Un aspirante a atleta olímpico, el difunto Dick Buerkle, que por entonces tenía el récord mundial de la milla en pista cubierta, me dijo que le molestaba «que le obligaran a formar parte de la campaña de reelección de Jimmy Carter». Otros atletas estaban igual de resentidos, y presentaron alternativas a la Casa Blanca, como no participar en las ceremonias de apertura y clausura y tomar otras medidas de protesta. Pero Carter, reforzado por la opinión pública, se negó a ceder.
Al final, los atletas americanos no acudieron a los juegos y la NBC, que había pagado una gran suma de dinero para retransmitirlos en Estados Unidos, se llevó un gran golpe financiero. Deportes como el atletismo realizaron pruebas olímpicas y tuvieron equipos oficiales, pero eran equipos disfrazados que no iban a ninguna parte. El Congreso encargó la entrega de conjuntos de medallas a cada uno de los atletas, como si eso fuera a sustituir la oportunidad única de un atleta de competir contra los mejores del mundo.
Aunque se puede criticar o incluso condenar los Juegos Olímpicos, excesivamente políticos, para los atletas los momentos son, sin embargo, muy personales.

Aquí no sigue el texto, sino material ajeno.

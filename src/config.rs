//! # Configuration Management Module
//!
//! Questo modulo gestisce la configurazione del run di conversione.
//!
//! ## Responsabilità:
//! - Definisce la struct `Config` con directory e percorsi dei tool
//! - Fornisce validazione dei parametri di input
//! - Supporta caricamento/salvataggio configurazione da/verso file JSON
//! - Fornisce valori di default sensati per tutti i parametri
//!
//! ## Parametri di configurazione:
//! - `input_dir`: Directory dei video sorgente (default: "input")
//! - `output_dir`: Directory dei file convertiti (default: "output")
//! - `log_dir`: Directory dei log di sessione (default: "logs")
//! - `ffmpeg_path` / `ffprobe_path`: Override dei tool esterni (default: None = PATH)
//! - `show_progress`: Spinner durante la conversione (default: true)
//! - `json_output`: Eventi JSON su stdout (default: false)
//! - `verbose`: Logging DEBUG (default: false)
//!
//! I parametri di codifica (codec, CRF, preset) NON sono configurabili:
//! vivono come costanti in `video_processor`.
//!
//! ## Esempio:
//! ```rust,ignore
//! let config = Config {
//!     input_dir: "clips".into(),
//!     ..Default::default()
//! };
//! config.validate()?;
//! ```

use crate::error::ConvertError;
use crate::platform::PlatformCommands;
use anyhow::Result;
use serde::{Deserialize, Serialize};
use std::path::{Path, PathBuf};

/// Configuration for a conversion run
#[derive(Debug, Clone, Serialize, Deserialize)]
#[serde(default)]
pub struct Config {
    /// Directory containing source videos
    pub input_dir: PathBuf,
    /// Directory receiving converted MP4 files
    pub output_dir: PathBuf,
    /// Directory receiving one log file per run
    pub log_dir: PathBuf,
    /// Explicit ffmpeg binary (None = resolve from PATH)
    pub ffmpeg_path: Option<PathBuf>,
    /// Explicit ffprobe binary (None = resolve from PATH)
    pub ffprobe_path: Option<PathBuf>,
    /// Show a spinner while the engine runs
    pub show_progress: bool,
    /// Emit newline-delimited JSON events on stdout
    pub json_output: bool,
    /// Verbose logging
    pub verbose: bool,
}

impl Default for Config {
    fn default() -> Self {
        Self {
            input_dir: PathBuf::from("input"),
            output_dir: PathBuf::from("output"),
            log_dir: PathBuf::from("logs"),
            ffmpeg_path: None,
            ffprobe_path: None,
            show_progress: true,
            json_output: false,
            verbose: false,
        }
    }
}

impl Config {
    /// Validate configuration parameters
    pub fn validate(&self) -> Result<(), ConvertError> {
        for (name, dir) in [
            ("Input", &self.input_dir),
            ("Output", &self.output_dir),
            ("Log", &self.log_dir),
        ] {
            if dir.as_os_str().is_empty() {
                return Err(ConvertError::Validation(format!("{} directory must not be empty", name)));
            }
        }

        if same_directory(&self.input_dir, &self.output_dir) {
            return Err(ConvertError::Validation(format!(
                "Output directory must differ from input directory: {}",
                self.output_dir.display()
            )));
        }

        Ok(())
    }

    /// The ffmpeg program to spawn
    pub fn ffmpeg_program(&self) -> PathBuf {
        self.ffmpeg_path
            .clone()
            .unwrap_or_else(|| PathBuf::from(PlatformCommands::instance().get_command("ffmpeg")))
    }

    /// The ffprobe program to spawn
    pub fn ffprobe_program(&self) -> PathBuf {
        self.ffprobe_path
            .clone()
            .unwrap_or_else(|| PathBuf::from(PlatformCommands::instance().get_command("ffprobe")))
    }

    /// Load configuration from file
    pub async fn from_file(path: &Path) -> Result<Self> {
        if !path.exists() {
            return Ok(Self::default());
        }

        let content = tokio::fs::read_to_string(path).await?;
        let config: Config = serde_json::from_str(&content)?;
        config.validate()?;
        Ok(config)
    }

    /// Save configuration to file
    pub async fn save_to_file(&self, path: &Path) -> Result<()> {
        let content = serde_json::to_string_pretty(self)?;
        tokio::fs::write(path, content).await?;
        Ok(())
    }
}

fn same_directory(a: &Path, b: &Path) -> bool {
    match (a.canonicalize(), b.canonicalize()) {
        (Ok(a), Ok(b)) => a == b,
        _ => a == b,
    }
}

#[cfg(test)]
mod tests {
    use super::*;
    use tempfile::TempDir;

    #[test]
    fn test_config_default() {
        let config = Config::default();
        assert_eq!(config.input_dir, PathBuf::from("input"));
        assert_eq!(config.output_dir, PathBuf::from("output"));
        assert_eq!(config.log_dir, PathBuf::from("logs"));
        assert!(config.ffmpeg_path.is_none());
        assert!(config.show_progress);
        assert!(!config.json_output);
    }

    #[test]
    fn test_config_validation() {
        let mut config = Config::default();
        assert!(config.validate().is_ok());

        config.output_dir = PathBuf::from("input");
        assert!(config.validate().is_err());

        config.output_dir = PathBuf::new();
        assert!(config.validate().is_err());
    }

    #[test]
    fn test_same_directory_through_different_spellings() {
        let temp_dir = TempDir::new().unwrap();
        let dir = temp_dir.path().join("videos");
        std::fs::create_dir(&dir).unwrap();

        let config = Config {
            input_dir: dir.clone(),
            output_dir: temp_dir.path().join("videos").join("..").join("videos"),
            ..Default::default()
        };
        assert!(config.validate().is_err());
    }

    #[test]
    fn test_explicit_tool_paths_win() {
        let config = Config {
            ffmpeg_path: Some(PathBuf::from("/opt/ffmpeg/bin/ffmpeg")),
            ..Default::default()
        };
        assert_eq!(config.ffmpeg_program(), PathBuf::from("/opt/ffmpeg/bin/ffmpeg"));
        assert!(config.ffprobe_program().to_string_lossy().starts_with("ffprobe"));
    }

    #[tokio::test]
    async fn test_config_save_load() {
        let temp_dir = TempDir::new().unwrap();
        let config_path = temp_dir.path().join("config.json");

        let original_config = Config {
            input_dir: PathBuf::from("incoming"),
            output_dir: PathBuf::from("converted"),
            ffprobe_path: Some(PathBuf::from("/usr/local/bin/ffprobe")),
            json_output: true,
            ..Default::default()
        };

        original_config.save_to_file(&config_path).await.unwrap();
        let loaded_config = Config::from_file(&config_path).await.unwrap();

        assert_eq!(loaded_config.input_dir, PathBuf::from("incoming"));
        assert_eq!(loaded_config.output_dir, PathBuf::from("converted"));
        assert_eq!(loaded_config.ffprobe_path, Some(PathBuf::from("/usr/local/bin/ffprobe")));
        assert!(loaded_config.json_output);
        assert_eq!(loaded_config.log_dir, PathBuf::from("logs"));
    }

    #[tokio::test]
    async fn test_missing_config_file_gives_defaults() {
        let temp_dir = TempDir::new().unwrap();
        let config = Config::from_file(&temp_dir.path().join("absent.json")).await.unwrap();
        assert_eq!(config.input_dir, PathBuf::from("input"));
    }

    #[tokio::test]
    async fn test_partial_config_file_fills_defaults() {
        let temp_dir = TempDir::new().unwrap();
        let config_path = temp_dir.path().join("config.json");
        tokio::fs::write(&config_path, r#"{ "output_dir": "whatsapp" }"#).await.unwrap();

        let config = Config::from_file(&config_path).await.unwrap();
        assert_eq!(config.output_dir, PathBuf::from("whatsapp"));
        assert_eq!(config.input_dir, PathBuf::from("input"));
        assert!(config.show_progress);
    }
}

Habiendo tenido muchos amigos que eran atletas olímpicos e incluso ganadores de medallas, es difícil incluso explicar lo que el boicot significó —y lo hizo— para ellos. Después de todo, como dijeron algunos de ellos en su momento, el boicot no tuvo ningún efecto en la guerra de Afganistán y, por lo demás, a los olímpicos americanos nunca se les había prohibido participar en los juegos, ni siquiera durante la guerra de Vietnam, ni se les excluyó durante las posteriores invasiones de Iraq y Afganistán.
El gesto, al final, fue totalmente inútil, pero creó mucho daño político y casi garantizó un boicot soviético y de Europa del Este a los Juegos Olímpicos de 1984 celebrados en Los Ángeles. Si añadimos el boicot africano a los Juegos de Verano de 1976, el movimiento olímpico fue testigo de tres grandes boicots seguidos que estuvieron a punto de derribar toda la casa. Y al final, ninguno de esos boicots consiguió nada positivo. Los mejores atletas del mundo quedaron expuestos como peones de los políticos que no afrontaron ninguna consecuencia por negar a otros la oportunidad de hacer lo que mejor sabían hacer: competir.
Con el tiempo, mucha gente se dio cuenta del daño causado por los boicots, pero uno se pregunta si las clases políticas han aprendido alguna lección real. Impedir que los atletas, artistas, músicos y actores rusos participen en su oficio no acabará con la invasión de Putin ni la acción traerá buena voluntad, algo muy necesario en estos momentos. En lugar de ello, una vez más, vemos que las clases políticas quedan expuestas como mezquinas, malintencionadas y siempre destructivas.